### Work task
Your answer is the lines below, exactly, from the one that contains "Ok(left + right)" through the one that contains "with one-way commitments.", both included.

Content starts

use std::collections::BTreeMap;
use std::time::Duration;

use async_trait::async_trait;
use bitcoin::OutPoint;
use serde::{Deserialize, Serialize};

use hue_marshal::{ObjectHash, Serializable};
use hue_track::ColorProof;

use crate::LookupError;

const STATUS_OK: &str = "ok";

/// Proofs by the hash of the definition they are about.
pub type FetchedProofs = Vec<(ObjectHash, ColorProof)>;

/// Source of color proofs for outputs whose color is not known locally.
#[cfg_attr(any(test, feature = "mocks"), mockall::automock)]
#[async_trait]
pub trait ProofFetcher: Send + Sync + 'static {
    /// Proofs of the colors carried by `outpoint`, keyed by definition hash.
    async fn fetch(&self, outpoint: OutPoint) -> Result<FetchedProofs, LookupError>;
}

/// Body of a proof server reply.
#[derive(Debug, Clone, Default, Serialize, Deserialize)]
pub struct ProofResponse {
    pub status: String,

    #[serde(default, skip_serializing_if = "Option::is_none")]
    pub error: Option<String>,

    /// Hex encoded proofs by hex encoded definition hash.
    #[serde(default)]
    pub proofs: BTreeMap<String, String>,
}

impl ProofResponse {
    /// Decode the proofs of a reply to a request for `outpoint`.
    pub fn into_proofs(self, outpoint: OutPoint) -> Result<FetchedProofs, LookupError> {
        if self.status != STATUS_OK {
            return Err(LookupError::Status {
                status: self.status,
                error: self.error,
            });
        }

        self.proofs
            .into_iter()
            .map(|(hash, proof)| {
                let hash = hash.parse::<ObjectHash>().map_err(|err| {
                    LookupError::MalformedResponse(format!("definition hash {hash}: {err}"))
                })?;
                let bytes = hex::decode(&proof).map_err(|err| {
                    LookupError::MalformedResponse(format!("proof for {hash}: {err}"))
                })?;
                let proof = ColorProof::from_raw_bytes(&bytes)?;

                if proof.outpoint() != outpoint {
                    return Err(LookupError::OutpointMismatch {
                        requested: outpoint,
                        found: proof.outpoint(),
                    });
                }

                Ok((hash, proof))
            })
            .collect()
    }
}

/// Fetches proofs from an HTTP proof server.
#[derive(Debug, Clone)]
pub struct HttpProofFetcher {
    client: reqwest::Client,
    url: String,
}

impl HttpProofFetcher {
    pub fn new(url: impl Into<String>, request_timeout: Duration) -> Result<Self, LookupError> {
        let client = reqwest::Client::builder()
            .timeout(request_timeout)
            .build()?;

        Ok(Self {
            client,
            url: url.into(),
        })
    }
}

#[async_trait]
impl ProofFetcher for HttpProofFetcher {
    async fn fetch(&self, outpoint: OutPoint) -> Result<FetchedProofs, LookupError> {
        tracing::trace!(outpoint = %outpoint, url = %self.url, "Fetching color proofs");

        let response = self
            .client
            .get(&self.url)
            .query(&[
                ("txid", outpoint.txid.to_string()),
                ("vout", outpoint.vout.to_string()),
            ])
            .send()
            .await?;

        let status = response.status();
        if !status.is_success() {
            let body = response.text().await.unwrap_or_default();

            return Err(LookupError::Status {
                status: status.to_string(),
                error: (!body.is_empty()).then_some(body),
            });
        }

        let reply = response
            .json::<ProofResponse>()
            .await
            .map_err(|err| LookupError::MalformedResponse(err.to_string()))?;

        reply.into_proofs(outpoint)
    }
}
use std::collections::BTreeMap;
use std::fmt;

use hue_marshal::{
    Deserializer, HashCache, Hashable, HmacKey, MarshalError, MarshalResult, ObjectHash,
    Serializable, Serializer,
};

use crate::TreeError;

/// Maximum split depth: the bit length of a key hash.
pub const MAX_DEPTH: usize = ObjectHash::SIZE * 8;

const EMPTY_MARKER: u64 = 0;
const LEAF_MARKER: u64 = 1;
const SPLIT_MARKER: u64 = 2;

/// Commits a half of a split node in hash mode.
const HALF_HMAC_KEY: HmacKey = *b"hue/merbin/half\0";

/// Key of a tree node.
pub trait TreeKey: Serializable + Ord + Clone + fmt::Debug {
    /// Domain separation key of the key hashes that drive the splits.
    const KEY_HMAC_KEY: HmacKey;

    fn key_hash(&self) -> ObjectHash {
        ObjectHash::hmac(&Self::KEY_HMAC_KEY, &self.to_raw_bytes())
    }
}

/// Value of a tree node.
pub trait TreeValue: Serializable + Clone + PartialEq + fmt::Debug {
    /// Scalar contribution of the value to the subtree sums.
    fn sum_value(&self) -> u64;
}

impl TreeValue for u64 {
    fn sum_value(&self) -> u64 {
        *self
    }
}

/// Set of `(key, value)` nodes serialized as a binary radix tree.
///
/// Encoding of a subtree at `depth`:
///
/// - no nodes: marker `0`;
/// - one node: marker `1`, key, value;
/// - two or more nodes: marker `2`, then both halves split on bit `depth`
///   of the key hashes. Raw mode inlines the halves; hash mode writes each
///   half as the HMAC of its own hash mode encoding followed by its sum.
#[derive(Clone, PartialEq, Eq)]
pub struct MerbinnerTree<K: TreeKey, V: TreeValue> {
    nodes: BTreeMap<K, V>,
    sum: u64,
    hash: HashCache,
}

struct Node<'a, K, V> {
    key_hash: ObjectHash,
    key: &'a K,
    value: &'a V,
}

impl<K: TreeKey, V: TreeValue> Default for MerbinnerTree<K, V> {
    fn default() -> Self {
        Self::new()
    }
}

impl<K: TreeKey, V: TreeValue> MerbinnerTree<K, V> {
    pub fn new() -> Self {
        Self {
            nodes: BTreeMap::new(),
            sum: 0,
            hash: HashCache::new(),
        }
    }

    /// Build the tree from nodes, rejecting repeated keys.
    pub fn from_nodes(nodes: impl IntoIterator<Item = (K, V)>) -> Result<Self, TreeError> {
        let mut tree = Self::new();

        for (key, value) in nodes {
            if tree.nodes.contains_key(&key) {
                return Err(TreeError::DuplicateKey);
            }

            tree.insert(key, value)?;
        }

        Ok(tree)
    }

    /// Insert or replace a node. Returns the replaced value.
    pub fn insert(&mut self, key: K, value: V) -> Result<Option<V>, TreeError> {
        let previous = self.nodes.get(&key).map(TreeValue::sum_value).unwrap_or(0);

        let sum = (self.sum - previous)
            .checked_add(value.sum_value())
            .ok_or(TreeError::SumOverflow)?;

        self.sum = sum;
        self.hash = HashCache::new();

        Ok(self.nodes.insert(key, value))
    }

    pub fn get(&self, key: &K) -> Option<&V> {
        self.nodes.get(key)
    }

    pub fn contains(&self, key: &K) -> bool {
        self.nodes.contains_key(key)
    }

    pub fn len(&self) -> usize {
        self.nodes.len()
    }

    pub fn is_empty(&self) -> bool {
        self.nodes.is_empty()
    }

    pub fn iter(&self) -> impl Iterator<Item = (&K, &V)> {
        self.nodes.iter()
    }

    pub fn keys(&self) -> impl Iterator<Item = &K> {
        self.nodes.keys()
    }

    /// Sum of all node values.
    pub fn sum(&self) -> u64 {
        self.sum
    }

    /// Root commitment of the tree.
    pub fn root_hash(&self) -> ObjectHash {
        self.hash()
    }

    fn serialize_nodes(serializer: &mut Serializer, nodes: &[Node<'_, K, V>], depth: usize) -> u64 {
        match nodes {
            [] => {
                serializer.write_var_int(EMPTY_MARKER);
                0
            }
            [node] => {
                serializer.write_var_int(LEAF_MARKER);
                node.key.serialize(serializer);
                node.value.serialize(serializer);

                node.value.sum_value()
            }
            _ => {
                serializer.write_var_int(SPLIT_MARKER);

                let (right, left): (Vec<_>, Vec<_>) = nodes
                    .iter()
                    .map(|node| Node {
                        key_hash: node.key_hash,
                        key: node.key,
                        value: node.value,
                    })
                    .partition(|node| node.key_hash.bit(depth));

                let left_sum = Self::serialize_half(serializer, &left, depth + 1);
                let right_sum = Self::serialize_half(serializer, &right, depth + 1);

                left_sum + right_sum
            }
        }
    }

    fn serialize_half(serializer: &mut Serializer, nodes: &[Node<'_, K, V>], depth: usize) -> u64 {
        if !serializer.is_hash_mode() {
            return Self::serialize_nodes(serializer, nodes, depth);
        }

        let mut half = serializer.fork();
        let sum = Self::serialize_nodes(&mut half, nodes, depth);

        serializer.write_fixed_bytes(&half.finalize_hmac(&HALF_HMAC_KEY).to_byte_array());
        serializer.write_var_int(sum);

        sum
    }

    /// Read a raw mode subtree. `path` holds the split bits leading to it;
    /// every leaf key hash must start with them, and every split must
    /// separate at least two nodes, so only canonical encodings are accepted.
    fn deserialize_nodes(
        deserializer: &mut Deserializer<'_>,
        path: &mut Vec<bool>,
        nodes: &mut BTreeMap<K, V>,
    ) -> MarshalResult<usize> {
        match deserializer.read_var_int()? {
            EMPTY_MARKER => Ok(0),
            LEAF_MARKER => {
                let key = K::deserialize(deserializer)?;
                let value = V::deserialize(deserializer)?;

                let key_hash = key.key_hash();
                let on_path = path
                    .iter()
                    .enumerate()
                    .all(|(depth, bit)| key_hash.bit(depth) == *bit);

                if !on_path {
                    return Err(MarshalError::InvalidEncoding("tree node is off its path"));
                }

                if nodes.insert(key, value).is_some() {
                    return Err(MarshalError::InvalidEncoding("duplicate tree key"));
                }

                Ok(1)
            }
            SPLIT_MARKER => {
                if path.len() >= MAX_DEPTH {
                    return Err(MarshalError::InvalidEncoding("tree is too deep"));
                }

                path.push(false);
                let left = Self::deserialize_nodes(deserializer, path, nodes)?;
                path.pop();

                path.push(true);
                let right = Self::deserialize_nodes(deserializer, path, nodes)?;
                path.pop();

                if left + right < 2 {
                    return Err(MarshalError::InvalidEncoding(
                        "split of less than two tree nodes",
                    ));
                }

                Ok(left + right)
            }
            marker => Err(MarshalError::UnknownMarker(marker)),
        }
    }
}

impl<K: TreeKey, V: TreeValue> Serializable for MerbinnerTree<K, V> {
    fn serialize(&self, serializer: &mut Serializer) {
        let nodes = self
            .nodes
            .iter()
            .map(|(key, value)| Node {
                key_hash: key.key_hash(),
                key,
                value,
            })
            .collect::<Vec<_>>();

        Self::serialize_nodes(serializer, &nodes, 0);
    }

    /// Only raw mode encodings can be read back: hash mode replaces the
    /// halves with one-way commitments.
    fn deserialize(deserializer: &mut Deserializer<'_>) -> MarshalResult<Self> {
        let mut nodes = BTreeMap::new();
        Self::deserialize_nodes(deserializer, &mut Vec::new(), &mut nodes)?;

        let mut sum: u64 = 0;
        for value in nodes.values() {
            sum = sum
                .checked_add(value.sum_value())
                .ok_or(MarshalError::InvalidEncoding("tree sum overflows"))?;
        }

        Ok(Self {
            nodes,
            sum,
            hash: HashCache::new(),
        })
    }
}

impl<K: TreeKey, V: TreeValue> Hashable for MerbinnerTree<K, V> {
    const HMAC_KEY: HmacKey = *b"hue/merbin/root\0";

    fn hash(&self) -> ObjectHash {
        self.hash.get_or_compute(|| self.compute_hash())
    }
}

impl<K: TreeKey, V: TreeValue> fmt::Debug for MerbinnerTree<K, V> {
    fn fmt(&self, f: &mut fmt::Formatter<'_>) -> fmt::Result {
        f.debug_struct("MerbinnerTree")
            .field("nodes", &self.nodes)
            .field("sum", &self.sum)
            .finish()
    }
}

Content ends

### Response to the exercise
                Ok(left + right)
            }
            marker => Err(MarshalError::UnknownMarker(marker)),
        }
    }
}

impl<K: TreeKey, V: TreeValue> Serializable for MerbinnerTree<K, V> {
    fn serialize(&self, serializer: &mut Serializer) {
        let nodes = self
            .nodes
            .iter()
            .map(|(key, value)| Node {
                key_hash: key.key_hash(),
                key,
                value,
            })
            .collect::<Vec<_>>();

        Self::serialize_nodes(serializer, &nodes, 0);
    }

    /// Only raw mode encodings can be read back: hash mode replaces the
    /// halves with one-way commitments.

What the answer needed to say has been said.